>>>>>

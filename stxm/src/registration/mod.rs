//! Sub-pixel drift estimation between two frames.
//!
//! Registration runs in four stages:
//!
//! 1. **Smoothing**: both frames are blurred with a Gaussian whose width is a
//!    fixed physical distance (0.15 um by default, capped at 3 px).
//! 2. **Edge-bias check**: the smoothed target is thresholded and the
//!    below-threshold fraction is measured along each border. A dark object
//!    touching the frame edge dominates the correlation with its own outline,
//!    so when any border exceeds the limit both frames are replaced by their
//!    gradient magnitude.
//! 3. **Correlation**: FFT cross-correlation gives the integer peak, refined
//!    by DFT upsampling to `min(1000, 100 / pixel_width)`.
//! 4. **Result**: the returned shift is the translation that, applied to the
//!    target, aligns it with the reference.

mod correlation;


use std::sync::Arc;

use common::Buffer2;

use crate::config::RegistrationConfig;
use crate::error::Result;
use crate::filters::{gaussian_smooth, sobel_magnitude};
use crate::image::{check_pixel_width, check_same_dimensions, Image, Shift};
use crate::threshold::{Otsu, SharedThresholder};

/// Fraction of below-threshold pixels along each image border.
#[derive(Debug, Clone, Copy, PartialEq, Default)]
pub struct BorderFractions {
    pub top: f64,
    pub bottom: f64,
    pub left: f64,
    pub right: f64,
}

impl BorderFractions {
    pub fn of(mask: &Buffer2<bool>) -> Self {
        let (width, height) = mask.dimensions();
        if width == 0 || height == 0 {
            return Self::default();
        }

        let fraction = |count: usize, len: usize| count as f64 / len as f64;
        let count_row = |y: usize| mask.row(y).iter().filter(|&&b| b).count();
        let count_col = |x: usize| (0..height).filter(|&y| mask[(x, y)]).count();

        Self {
            top: fraction(count_row(0), width),
            bottom: fraction(count_row(height - 1), width),
            left: fraction(count_col(0), height),
            right: fraction(count_col(width - 1), height),
        }
    }

    pub fn max(&self) -> f64 {
        self.top.max(self.bottom).max(self.left).max(self.right)
    }
}

/// How a shift was obtained.
#[derive(Debug, Clone, Copy, PartialEq)]
pub struct RegistrationOutcome {
    pub shift: Shift,
    pub sigma_px: f64,
    pub upsample_factor: f64,
    /// Whether the correlation ran on gradient magnitude.
    pub edge_filtered: bool,
    pub border_fractions: BorderFractions,
    /// Normalized correlation magnitude at the peak.
    pub peak_magnitude: f64,
}

/// Estimates translational drift of a frame against a reference.
#[derive(Debug, Clone)]
pub struct Registrator {
    config: RegistrationConfig,
    thresholder: SharedThresholder,
}

impl Default for Registrator {
    fn default() -> Self {
        Self::new(RegistrationConfig::default())
    }
}

impl Registrator {
    pub fn new(config: RegistrationConfig) -> Self {
        Self::with_thresholder(config, Arc::new(Otsu))
    }

    pub fn with_thresholder(config: RegistrationConfig, thresholder: SharedThresholder) -> Self {
        Self {
            config,
            thresholder,
        }
    }

    pub fn config(&self) -> &RegistrationConfig {
        &self.config
    }

    /// Shift that aligns `target` onto `reference`.
    pub fn estimate_shift(
        &self,
        reference: &Image,
        target: &Image,
        pixel_width_um: f64,
    ) -> Result<Shift> {
        self.register(reference, target, pixel_width_um)
            .map(|outcome| outcome.shift)
    }

    /// Like [`Registrator::estimate_shift`], also reporting the parameters
    /// and filter choice that produced the shift.
    pub fn register(
        &self,
        reference: &Image,
        target: &Image,
        pixel_width_um: f64,
    ) -> Result<RegistrationOutcome> {
        check_pixel_width(pixel_width_um)?;
        check_same_dimensions(1, reference, target)?;

        let sigma_px = self.config.sigma_px(pixel_width_um);
        let upsample_factor = self.config.upsample_factor(pixel_width_um);

        let mut smoothed_ref = gaussian_smooth(reference, sigma_px);
        let mut smoothed_tgt = gaussian_smooth(target, sigma_px);

        let threshold = self.thresholder.threshold(&smoothed_tgt)?;
        let below = smoothed_tgt.map(|&v| v < threshold);
        let border_fractions = BorderFractions::of(&below);
        let edge_filtered = border_fractions.max() > self.config.edge_fraction;

        if edge_filtered {
            smoothed_ref = sobel_magnitude(&smoothed_ref);
            smoothed_tgt = sobel_magnitude(&smoothed_tgt);
        }

        tracing::debug!(
            sigma_px,
            upsample_factor,
            threshold,
            edge_filtered,
            max_border_fraction = border_fractions.max(),
            "Registering frame"
        );

        let peak = correlation::cross_correlate(&smoothed_ref, &smoothed_tgt, upsample_factor)?;

        Ok(RegistrationOutcome {
            shift: peak.shift,
            sigma_px,
            upsample_factor,
            edge_filtered,
            border_fractions,
            peak_magnitude: peak.magnitude,
        })
    }
}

<<<<<

## [What is needed]
Please go line by line through the records above, copying each one that holds the string "Result".

## [Reply]
//! 4. **Result**: the returned shift is the translation that, applied to the
use crate::error::Result;
    ) -> Result<Shift> {
    ) -> Result<RegistrationOutcome> {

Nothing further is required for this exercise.